**What you need to do**
The complete data, repeated exactly, should form your response.

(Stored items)
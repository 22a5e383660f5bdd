//! Delayed backend - wraps another backend with artificial latency.

use std::time::Duration;

use async_trait::async_trait;
use engage_core::{
    ChatBackend, ChatReply, ChatRequest, ClearHistoryRequest, EngageError, HistoryQuery,
    HistoryResponse, NudgeEvent,
};
use tokio::time::sleep;

/// A backend that delays `send` before delegating to an inner backend.
///
/// Useful for simulating a slow proactive request that is still in flight
/// when the visitor sends a message. Works with paused tokio time.
pub struct DelayedBackend<B: ChatBackend> {
    inner: B,
    delay: Duration,
    background_only: bool,
}

impl<B: ChatBackend> DelayedBackend<B> {
    /// Create a new DelayedBackend wrapping the given backend with the specified delay.
    pub fn new(inner: B, delay: Duration) -> Self {
        Self {
            inner,
            delay,
            background_only: false,
        }
    }

    /// Create a backend with a delay in milliseconds.
    pub fn with_millis(inner: B, millis: u64) -> Self {
        Self::new(inner, Duration::from_millis(millis))
    }

    /// Create a backend with a delay in seconds.
    pub fn with_secs(inner: B, secs: u64) -> Self {
        Self::new(inner, Duration::from_secs(secs))
    }

    /// Only delay requests that carry no visitor question.
    pub fn background_only(mut self) -> Self {
        self.background_only = true;
        self
    }

    /// The wrapped backend.
    pub fn inner(&self) -> &B {
        &self.inner
    }
}

#[async_trait]
impl<B: ChatBackend> ChatBackend for DelayedBackend<B> {
    async fn fetch_history(&self, query: &HistoryQuery) -> Result<HistoryResponse, EngageError> {
        self.inner.fetch_history(query).await
    }

    async fn send(&self, request: &ChatRequest) -> Result<ChatReply, EngageError> {
        if !self.background_only || request.is_background() {
            sleep(self.delay).await;
        }
        self.inner.send(request).await
    }

    async fn clear_history(&self, request: &ClearHistoryRequest) -> Result<(), EngageError> {
        self.inner.clear_history(request).await
    }

    async fn track_nudge(&self, event: &NudgeEvent) -> Result<(), EngageError> {
        self.inner.track_nudge(event).await
    }

    fn name(&self) -> &str {
        "DelayedBackend"
    }
}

**Answer for this exercise**
repository 22a5e383660f5bdd
//! Delayed backend - wraps another backend with artificial latency.

use std::time::Duration;

use async_trait::async_trait;
use engage_core::{
    ChatBackend, ChatReply, ChatRequest, ClearHistoryRequest, EngageError, HistoryQuery,
    HistoryResponse, NudgeEvent,
};
use tokio::time::sleep;

/// A backend that delays `send` before delegating to an inner backend.
///
/// Useful for simulating a slow proactive request that is still in flight
/// when the visitor sends a message. Works with paused tokio time.
pub struct DelayedBackend<B: ChatBackend> {
    inner: B,
    delay: Duration,
    background_only: bool,
}

impl<B: ChatBackend> DelayedBackend<B> {
    /// Create a new DelayedBackend wrapping the given backend with the specified delay.
    pub fn new(inner: B, delay: Duration) -> Self {
        Self {
            inner,
            delay,
            background_only: false,
        }
    }

    /// Create a backend with a delay in milliseconds.
    pub fn with_millis(inner: B, millis: u64) -> Self {
        Self::new(inner, Duration::from_millis(millis))
    }

    /// Create a backend with a delay in seconds.
    pub fn with_secs(inner: B, secs: u64) -> Self {
        Self::new(inner, Duration::from_secs(secs))
    }

    /// Only delay requests that carry no visitor question.
    pub fn background_only(mut self) -> Self {
        self.background_only = true;
        self
    }

    /// The wrapped backend.
    pub fn inner(&self) -> &B {
        &self.inner
    }
}

#[async_trait]
impl<B: ChatBackend> ChatBackend for DelayedBackend<B> {
    async fn fetch_history(&self, query: &HistoryQuery) -> Result<HistoryResponse, EngageError> {
        self.inner.fetch_history(query).await
    }

    async fn send(&self, request: &ChatRequest) -> Result<ChatReply, EngageError> {
        if !self.background_only || request.is_background() {
            sleep(self.delay).await;
        }
        self.inner.send(request).await
    }

    async fn clear_history(&self, request: &ClearHistoryRequest) -> Result<(), EngageError> {
        self.inner.clear_history(request).await
    }

    async fn track_nudge(&self, event: &NudgeEvent) -> Result<(), EngageError> {
        self.inner.track_nudge(event).await
    }

    fn name(&self) -> &str {
        "DelayedBackend"
    }
}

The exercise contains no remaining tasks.